** TASK GOAL **
Everything in the data below should be restated word for word.

------------------------------------------------------------

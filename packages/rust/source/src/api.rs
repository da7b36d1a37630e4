//! Help-center REST API client and API-based article listing.
//!
//! The help-center API exposes sections and articles as paged JSON
//! collections (`next_page` links). API mode lists every article across
//! every section, then filters by the recency window on `edited_at`.
//! Both listing modes use [`HelpCenterClient::fetch_article`] for content.

use std::time::Duration;

use async_trait::async_trait;
use chrono::{DateTime, Utc};
use reqwest::header::{AUTHORIZATION, HeaderMap, HeaderValue};
use serde::Deserialize;
use serde::de::DeserializeOwned;
use tracing::{debug, info, instrument};
use url::Url;

use helpsync_shared::{Article, ArticleRef, HelpsyncError, Result};

use crate::{ArticleSource, RecencyWindow, fetch_via_api};

/// User-Agent string for API requests.
const USER_AGENT: &str = concat!("helpsync/", env!("CARGO_PKG_VERSION"));

/// Timeout for individual API requests.
const REQUEST_TIMEOUT_SECS: u64 = 10;

// ---------------------------------------------------------------------------
// HelpCenterClient
// ---------------------------------------------------------------------------

/// Thin client for the help-center REST API.
#[derive(Clone)]
pub struct HelpCenterClient {
    http: reqwest::Client,
    api_root: Url,
    locale: String,
}

impl HelpCenterClient {
    /// Create a client for the help center at `base_url`.
    ///
    /// `token`, when present, is sent as a Basic authorization header on
    /// every request. Public help centers work without one.
    pub fn new(base_url: &str, locale: &str, token: Option<String>) -> Result<Self> {
        let api_root = Url::parse(&format!(
            "{}/api/v2/help_center/",
            base_url.trim_end_matches('/')
        ))
        .map_err(|e| {
            HelpsyncError::validation(format!("invalid help-center base URL {base_url:?}: {e}"))
        })?;

        let mut headers = HeaderMap::new();
        if let Some(token) = token {
            let value = HeaderValue::from_str(&format!("Basic {token}"))
                .map_err(|e| HelpsyncError::validation(format!("invalid source token: {e}")))?;
            headers.insert(AUTHORIZATION, value);
        }

        let http = reqwest::Client::builder()
            .user_agent(USER_AGENT)
            .default_headers(headers)
            .timeout(Duration::from_secs(REQUEST_TIMEOUT_SECS))
            .build()
            .map_err(|e| HelpsyncError::Listing(format!("failed to build HTTP client: {e}")))?;

        Ok(Self {
            http,
            api_root,
            locale: locale.to_string(),
        })
    }

    /// Fetch one article's title and body by numeric id.
    #[instrument(skip(self))]
    pub async fn fetch_article(&self, id: u64) -> Result<Article> {
        let url = self
            .api_root
            .join(&format!("{}/articles/{id}.json", self.locale))
            .map_err(|e| HelpsyncError::Fetch(format!("article {id}: bad URL: {e}")))?;

        let envelope: ArticleEnvelope = self
            .get_json(&url)
            .await
            .map_err(HelpsyncError::Fetch)?;

        Ok(envelope.article)
    }

    /// List all sections, following `next_page` links.
    pub async fn list_sections(&self) -> Result<Vec<Section>> {
        let first = self
            .api_root
            .join("sections.json")
            .map_err(|e| HelpsyncError::Listing(format!("sections URL: {e}")))?;

        let mut sections = Vec::new();
        let mut next = Some(first);

        while let Some(url) = next {
            let page: SectionsPage = self.get_json(&url).await.map_err(HelpsyncError::Listing)?;
            sections.extend(page.sections);
            next = parse_next_page(page.next_page.as_deref())?;
        }

        Ok(sections)
    }

    /// List all articles in one section, following `next_page` links.
    pub async fn list_section_articles(&self, section_id: u64) -> Result<Vec<ApiArticle>> {
        let first = self
            .api_root
            .join(&format!(
                "{}/sections/{section_id}/articles.json",
                self.locale
            ))
            .map_err(|e| HelpsyncError::Listing(format!("articles URL: {e}")))?;

        let mut articles = Vec::new();
        let mut next = Some(first);

        while let Some(url) = next {
            let page: ArticlesPage = self.get_json(&url).await.map_err(HelpsyncError::Listing)?;
            articles.extend(page.articles);
            next = parse_next_page(page.next_page.as_deref())?;
        }

        Ok(articles)
    }

    /// GET a URL and deserialize its JSON body. Returns a plain message so
    /// callers can classify the failure (listing vs. per-item fetch).
    async fn get_json<T: DeserializeOwned>(&self, url: &Url) -> std::result::Result<T, String> {
        let response = self
            .http
            .get(url.as_str())
            .send()
            .await
            .map_err(|e| format!("{url}: {e}"))?;

        let status = response.status();
        if !status.is_success() {
            return Err(format!("{url}: HTTP {status}"));
        }

        response
            .json::<T>()
            .await
            .map_err(|e| format!("{url}: invalid JSON: {e}"))
    }
}

fn parse_next_page(next: Option<&str>) -> Result<Option<Url>> {
    match next {
        None => Ok(None),
        Some(raw) => Url::parse(raw)
            .map(Some)
            .map_err(|e| HelpsyncError::Listing(format!("bad next_page link {raw:?}: {e}"))),
    }
}

// ---------------------------------------------------------------------------
// Wire types
// ---------------------------------------------------------------------------

#[derive(Debug, Deserialize)]
struct ArticleEnvelope {
    article: Article,
}

/// A help-center section (container of articles).
#[derive(Debug, Clone, Deserialize)]
pub struct Section {
    pub id: u64,
}

#[derive(Debug, Deserialize)]
struct SectionsPage {
    sections: Vec<Section>,
    #[serde(default)]
    next_page: Option<String>,
}

/// An article record from the listing API.
#[derive(Debug, Clone, Deserialize)]
pub struct ApiArticle {
    pub id: u64,
    #[serde(default)]
    pub title: Option<String>,
    pub html_url: String,
    #[serde(default)]
    pub edited_at: Option<DateTime<Utc>>,
    #[serde(default)]
    pub updated_at: Option<DateTime<Utc>>,
}

impl ApiArticle {
    /// Timestamp used for recency filtering: edit time, falling back to
    /// the general update time.
    fn last_modified(&self) -> Option<DateTime<Utc>> {
        self.edited_at.or(self.updated_at)
    }
}

#[derive(Debug, Deserialize)]
struct ArticlesPage {
    articles: Vec<ApiArticle>,
    #[serde(default)]
    next_page: Option<String>,
}

// ---------------------------------------------------------------------------
// ApiSource
// ---------------------------------------------------------------------------

/// Article source that lists via the help-center REST API.
pub struct ApiSource {
    helpcenter: HelpCenterClient,
}

impl ApiSource {
    pub fn new(helpcenter: HelpCenterClient) -> Self {
        Self { helpcenter }
    }
}

#[async_trait]
impl ArticleSource for ApiSource {
    #[instrument(skip_all)]
    async fn list(&self, window: &RecencyWindow) -> Result<Vec<ArticleRef>> {
        let sections = self.helpcenter.list_sections().await?;
        debug!(sections = sections.len(), "sections listed");

        let mut refs = Vec::new();
        let mut total = 0usize;

        for section in &sections {
            let articles = self.helpcenter.list_section_articles(section.id).await?;
            total += articles.len();

            refs.extend(
                articles
                    .into_iter()
                    .filter(|a| window.includes(a.last_modified()))
                    .map(|a| ArticleRef {
                        url: a.html_url.clone(),
                        id: Some(a.id),
                        title: a.title.clone(),
                        last_modified: a.last_modified(),
                    }),
            );
        }

        info!(total, matched = refs.len(), "API listing complete");
        Ok(refs)
    }

    async fn fetch(&self, article: &ArticleRef) -> Result<Article> {
        fetch_via_api(&self.helpcenter, article).await
    }
}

------------------------------------------------------------

** OUTPUT FOR THIS TASK **
filename packages/rust/source/src/api.rs
repository da7b36d1a37630e4
//! Help-center REST API client and API-based article listing.
//!
//! The help-center API exposes sections and articles as paged JSON
//! collections (`next_page` links). API mode lists every article across
//! every section, then filters by the recency window on `edited_at`.
//! Both listing modes use [`HelpCenterClient::fetch_article`] for content.

use std::time::Duration;

use async_trait::async_trait;
use chrono::{DateTime, Utc};
use reqwest::header::{AUTHORIZATION, HeaderMap, HeaderValue};
use serde::Deserialize;
use serde::de::DeserializeOwned;
use tracing::{debug, info, instrument};
use url::Url;

use helpsync_shared::{Article, ArticleRef, HelpsyncError, Result};

use crate::{ArticleSource, RecencyWindow, fetch_via_api};

/// User-Agent string for API requests.
const USER_AGENT: &str = concat!("helpsync/", env!("CARGO_PKG_VERSION"));

/// Timeout for individual API requests.
const REQUEST_TIMEOUT_SECS: u64 = 10;

// ---------------------------------------------------------------------------
// HelpCenterClient
// ---------------------------------------------------------------------------

/// Thin client for the help-center REST API.
#[derive(Clone)]
pub struct HelpCenterClient {
    http: reqwest::Client,
    api_root: Url,
    locale: String,
}

impl HelpCenterClient {
    /// Create a client for the help center at `base_url`.
    ///
    /// `token`, when present, is sent as a Basic authorization header on
    /// every request. Public help centers work without one.
    pub fn new(base_url: &str, locale: &str, token: Option<String>) -> Result<Self> {
        let api_root = Url::parse(&format!(
            "{}/api/v2/help_center/",
            base_url.trim_end_matches('/')
        ))
        .map_err(|e| {
            HelpsyncError::validation(format!("invalid help-center base URL {base_url:?}: {e}"))
        })?;

        let mut headers = HeaderMap::new();
        if let Some(token) = token {
            let value = HeaderValue::from_str(&format!("Basic {token}"))
                .map_err(|e| HelpsyncError::validation(format!("invalid source token: {e}")))?;
            headers.insert(AUTHORIZATION, value);
        }

        let http = reqwest::Client::builder()
            .user_agent(USER_AGENT)
            .default_headers(headers)
            .timeout(Duration::from_secs(REQUEST_TIMEOUT_SECS))
            .build()
            .map_err(|e| HelpsyncError::Listing(format!("failed to build HTTP client: {e}")))?;

        Ok(Self {
            http,
            api_root,
            locale: locale.to_string(),
        })
    }

    /// Fetch one article's title and body by numeric id.
    #[instrument(skip(self))]
    pub async fn fetch_article(&self, id: u64) -> Result<Article> {
        let url = self
            .api_root
            .join(&format!("{}/articles/{id}.json", self.locale))
            .map_err(|e| HelpsyncError::Fetch(format!("article {id}: bad URL: {e}")))?;

        let envelope: ArticleEnvelope = self
            .get_json(&url)
            .await
            .map_err(HelpsyncError::Fetch)?;

        Ok(envelope.article)
    }

    /// List all sections, following `next_page` links.
    pub async fn list_sections(&self) -> Result<Vec<Section>> {
        let first = self
            .api_root
            .join("sections.json")
            .map_err(|e| HelpsyncError::Listing(format!("sections URL: {e}")))?;

        let mut sections = Vec::new();
        let mut next = Some(first);

        while let Some(url) = next {
            let page: SectionsPage = self.get_json(&url).await.map_err(HelpsyncError::Listing)?;
            sections.extend(page.sections);
            next = parse_next_page(page.next_page.as_deref())?;
        }

        Ok(sections)
    }

    /// List all articles in one section, following `next_page` links.
    pub async fn list_section_articles(&self, section_id: u64) -> Result<Vec<ApiArticle>> {
        let first = self
            .api_root
            .join(&format!(
                "{}/sections/{section_id}/articles.json",
                self.locale
            ))
            .map_err(|e| HelpsyncError::Listing(format!("articles URL: {e}")))?;

        let mut articles = Vec::new();
        let mut next = Some(first);

        while let Some(url) = next {
            let page: ArticlesPage = self.get_json(&url).await.map_err(HelpsyncError::Listing)?;
            articles.extend(page.articles);
            next = parse_next_page(page.next_page.as_deref())?;
        }

        Ok(articles)
    }

    /// GET a URL and deserialize its JSON body. Returns a plain message so
    /// callers can classify the failure (listing vs. per-item fetch).
    async fn get_json<T: DeserializeOwned>(&self, url: &Url) -> std::result::Result<T, String> {
        let response = self
            .http
            .get(url.as_str())
            .send()
            .await
            .map_err(|e| format!("{url}: {e}"))?;

        let status = response.status();
        if !status.is_success() {
            return Err(format!("{url}: HTTP {status}"));
        }

        response
            .json::<T>()
            .await
            .map_err(|e| format!("{url}: invalid JSON: {e}"))
    }
}

fn parse_next_page(next: Option<&str>) -> Result<Option<Url>> {
    match next {
        None => Ok(None),
        Some(raw) => Url::parse(raw)
            .map(Some)
            .map_err(|e| HelpsyncError::Listing(format!("bad next_page link {raw:?}: {e}"))),
    }
}

// ---------------------------------------------------------------------------
// Wire types
// ---------------------------------------------------------------------------

#[derive(Debug, Deserialize)]
struct ArticleEnvelope {
    article: Article,
}

/// A help-center section (container of articles).
#[derive(Debug, Clone, Deserialize)]
pub struct Section {
    pub id: u64,
}

#[derive(Debug, Deserialize)]
struct SectionsPage {
    sections: Vec<Section>,
    #[serde(default)]
    next_page: Option<String>,
}

/// An article record from the listing API.
#[derive(Debug, Clone, Deserialize)]
pub struct ApiArticle {
    pub id: u64,
    #[serde(default)]
    pub title: Option<String>,
    pub html_url: String,
    #[serde(default)]
    pub edited_at: Option<DateTime<Utc>>,
    #[serde(default)]
    pub updated_at: Option<DateTime<Utc>>,
}

impl ApiArticle {
    /// Timestamp used for recency filtering: edit time, falling back to
    /// the general update time.
    fn last_modified(&self) -> Option<DateTime<Utc>> {
        self.edited_at.or(self.updated_at)
    }
}

#[derive(Debug, Deserialize)]
struct ArticlesPage {
    articles: Vec<ApiArticle>,
    #[serde(default)]
    next_page: Option<String>,
}

// ---------------------------------------------------------------------------
// ApiSource
// ---------------------------------------------------------------------------

/// Article source that lists via the help-center REST API.
pub struct ApiSource {
    helpcenter: HelpCenterClient,
}

impl ApiSource {
    pub fn new(helpcenter: HelpCenterClient) -> Self {
        Self { helpcenter }
    }
}

#[async_trait]
impl ArticleSource for ApiSource {
    #[instrument(skip_all)]
    async fn list(&self, window: &RecencyWindow) -> Result<Vec<ArticleRef>> {
        let sections = self.helpcenter.list_sections().await?;
        debug!(sections = sections.len(), "sections listed");

        let mut refs = Vec::new();
        let mut total = 0usize;

        for section in &sections {
            let articles = self.helpcenter.list_section_articles(section.id).await?;
            total += articles.len();

            refs.extend(
                articles
                    .into_iter()
                    .filter(|a| window.includes(a.last_modified()))
                    .map(|a| ArticleRef {
                        url: a.html_url.clone(),
                        id: Some(a.id),
                        title: a.title.clone(),
                        last_modified: a.last_modified(),
                    }),
            );
        }

        info!(total, matched = refs.len(), "API listing complete");
        Ok(refs)
    }

    async fn fetch(&self, article: &ArticleRef) -> Result<Article> {
        fetch_via_api(&self.helpcenter, article).await
    }
}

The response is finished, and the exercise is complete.